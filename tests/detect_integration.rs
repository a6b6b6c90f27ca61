//! Detect phase against real app directories

mod support;

use php_compat::buildplan::{BuildPlan, Required};
use php_compat::config::CompatConfig;
use php_compat::detect::{run_detect, DetectOutcome};
use php_compat::fs::RealFileSystem;
use php_compat::progress::{MigrationEvent, RecordingHandler};
use std::fs;
use support::{copy_fixture, fixture_path, write};
use tempfile::TempDir;

fn detect_fixture(name: &str) -> DetectOutcome {
    let fs = RealFileSystem::new();
    let config = CompatConfig::new(fixture_path(name));
    run_detect(&config, &fs, &RecordingHandler::new()).unwrap()
}

fn plan_of(outcome: DetectOutcome) -> BuildPlan {
    match outcome {
        DetectOutcome::Pass(plan) => plan,
        DetectOutcome::Fail => panic!("Expected detection to pass"),
    }
}

#[test]
fn test_httpd_app_requires_httpd() {
    let plan = plan_of(detect_fixture("simple_app_httpd"));
    assert_eq!(
        plan.requirement("httpd"),
        Some(&Required::new("httpd").with_metadata("launch", true))
    );
    assert!(plan.requirement("php").is_none());
}

#[test]
fn test_nginx_app_requires_nginx() {
    let plan = plan_of(detect_fixture("simple_app_nginx"));
    assert!(plan.requirement("nginx").is_some());
    assert!(plan.requirement("httpd").is_none());
}

#[test]
fn test_php_version_token_is_translated() {
    let plan = plan_of(detect_fixture("php_with_php_ini_d"));
    let php = plan.requirement("php").unwrap();
    assert_eq!(php.version, "7.2.*");
    assert_eq!(php.metadata.get("version-source").and_then(|v| v.as_str()), Some("buildpack.yml"));
    assert_eq!(php.metadata.get("launch").and_then(|v| v.as_bool()), Some(true));
}

#[test]
fn test_custom_web_dir_is_used_for_web_app_check() {
    let plan = plan_of(detect_fixture("composer_app"));
    assert!(plan.requirement("httpd").is_some());
    assert_eq!(plan.requirement("php").unwrap().version, "7.4.*");
}

#[test]
fn test_root_index_without_web_dir_requires_no_web_server() {
    let plan = plan_of(detect_fixture("simple_app_moves_files"));
    assert!(plan.requirement("httpd").is_none());
    assert_eq!(plan.requirement("php").unwrap().version, "7.3.*");
}

#[test]
fn test_extensions_folder_fails_detection() {
    let fs = RealFileSystem::new();
    let config = CompatConfig::new(fixture_path("extensions_app"));
    let handler = RecordingHandler::new();

    let outcome = run_detect(&config, &fs, &handler).unwrap();

    assert_eq!(outcome, DetectOutcome::Fail);
    assert!(handler.contains(&MigrationEvent::ExtensionsFolderPresent));
    assert!(handler
        .messages()
        .iter()
        .any(|m| m.contains("Use of .extensions folder has been removed")));
}

#[test]
fn test_migrated_app_fails_detection() {
    let dir = TempDir::new().unwrap();
    write(dir.path(), "buildpack.yml", "php:\n  version: 7.4.*\n");
    write(dir.path(), "htdocs/index.php", "<?php\n");

    let fs = RealFileSystem::new();
    let outcome = run_detect(&CompatConfig::new(dir.path()), &fs, &RecordingHandler::new()).unwrap();
    assert_eq!(outcome, DetectOutcome::Fail);
}

#[test]
fn test_both_files_still_pass_detection() {
    let dir = copy_fixture("simple_app_httpd");
    write(dir.path(), "buildpack.yml", "");

    let fs = RealFileSystem::new();
    let outcome = run_detect(&CompatConfig::new(dir.path()), &fs, &RecordingHandler::new()).unwrap();
    assert!(matches!(outcome, DetectOutcome::Pass(_)));
}

#[test]
fn test_plan_is_written_as_toml() {
    let dir = TempDir::new().unwrap();
    let plan_path = dir.path().join("plan.toml");
    let fs = RealFileSystem::new();

    let plan = plan_of(detect_fixture("php_with_php_ini_d"));
    plan.write(&fs, &plan_path).unwrap();

    let written = fs::read_to_string(&plan_path).unwrap();
    assert!(written.contains("[[provides]]"));
    assert!(written.contains("name = \"php-compat\""));
    assert!(written.contains("version = \"7.2.*\""));

    let parsed: toml::Value = toml::from_str(&written).unwrap();
    let requires = parsed.get("requires").and_then(|r| r.as_array()).unwrap();
    assert_eq!(requires.len(), 3);
}
//! Build plan documents exchanged with the buildpack lifecycle
//!
//! Detect writes a [`BuildPlan`] naming what this buildpack provides and
//! what the app requires. Build reads back the resolved [`BuildpackPlan`]
//! to decide whether the compat contributor should run.

use crate::error::{CompatError, Result};
use crate::fs::FileSystem;
use serde::{Deserialize, Serialize};
use std::path::Path;

/// Name this buildpack provides and requires in the build plan
pub const LAYER: &str = "php-compat";

pub const LAUNCH_KEY: &str = "launch";
pub const VERSION_SOURCE_KEY: &str = "version-source";
/// Tells the php buildpack the version came from app configuration
pub const BUILDPACK_YML_SOURCE: &str = "buildpack.yml";

#[derive(Debug, Clone, Default, PartialEq, Serialize, Deserialize)]
pub struct BuildPlan {
    #[serde(default, skip_serializing_if = "Vec::is_empty")]
    pub provides: Vec<Provided>,
    #[serde(default, skip_serializing_if = "Vec::is_empty")]
    pub requires: Vec<Required>,
}

#[derive(Debug, Clone, PartialEq, Eq, Serialize, Deserialize)]
pub struct Provided {
    pub name: String,
}

#[derive(Debug, Clone, PartialEq, Serialize, Deserialize)]
pub struct Required {
    pub name: String,
    #[serde(default, skip_serializing_if = "String::is_empty")]
    pub version: String,
    #[serde(default, skip_serializing_if = "toml::Table::is_empty")]
    pub metadata: toml::Table,
}

impl Required {
    pub fn new(name: impl Into<String>) -> Self {
        Self {
            name: name.into(),
            version: String::new(),
            metadata: toml::Table::new(),
        }
    }

    pub fn with_version(mut self, version: impl Into<String>) -> Self {
        self.version = version.into();
        self
    }

    pub fn with_metadata(mut self, key: &str, value: impl Into<toml::Value>) -> Self {
        self.metadata.insert(key.to_string(), value.into());
        self
    }

    /// Marks the dependency as needed in the launch image
    pub fn for_launch(self) -> Self {
        self.with_metadata(LAUNCH_KEY, true)
    }
}

impl BuildPlan {
    /// Plan that provides and requires only this buildpack
    pub fn for_layer() -> Self {
        Self {
            provides: vec![Provided {
                name: LAYER.to_string(),
            }],
            requires: vec![Required::new(LAYER)],
        }
    }

    pub fn require(&mut self, required: Required) {
        self.requires.push(required);
    }

    pub fn requirement(&self, name: &str) -> Option<&Required> {
        self.requires.iter().find(|r| r.name == name)
    }

    pub fn to_toml(&self) -> Result<String> {
        Ok(toml::to_string(self)?)
    }

    pub fn write(&self, fs: &dyn FileSystem, path: &Path) -> Result<()> {
        fs.write_file(path, &self.to_toml()?)?;
        Ok(())
    }
}

/// Entries resolved for this buildpack by the lifecycle
#[derive(Debug, Clone, Default, PartialEq, Serialize, Deserialize)]
pub struct BuildpackPlan {
    #[serde(default)]
    pub entries: Vec<BuildpackPlanEntry>,
}

#[derive(Debug, Clone, PartialEq, Serialize, Deserialize)]
pub struct BuildpackPlanEntry {
    pub name: String,
    #[serde(default, skip_serializing_if = "String::is_empty")]
    pub version: String,
    #[serde(default, skip_serializing_if = "toml::Table::is_empty")]
    pub metadata: toml::Table,
}

impl BuildpackPlan {
    pub fn with_entry(name: impl Into<String>) -> Self {
        Self {
            entries: vec![BuildpackPlanEntry {
                name: name.into(),
                version: String::new(),
                metadata: toml::Table::new(),
            }],
        }
    }

    pub fn from_toml(path: &Path, contents: &str) -> Result<Self> {
        toml::from_str(contents).map_err(|source| CompatError::InvalidPlan {
            path: path.to_path_buf(),
            source,
        })
    }

    /// Reads the plan file; a missing file is an empty plan.
    pub fn load(fs: &dyn FileSystem, path: &Path) -> Result<Self> {
        if !fs.is_file(path) {
            return Ok(Self::default());
        }
        let contents = fs.read_to_string(path)?;
        Self::from_toml(path, &contents)
    }

    pub fn has(&self, name: &str) -> bool {
        self.entries.iter().any(|e| e.name == name)
    }
}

------------------------------

→ Work required:
Take each line above that holds the string "iter" and copy it.

→ Response to the task:
        .iter()
        self.requires.iter().find(|r| r.name == name)
        self.entries.iter().any(|e| e.name == name)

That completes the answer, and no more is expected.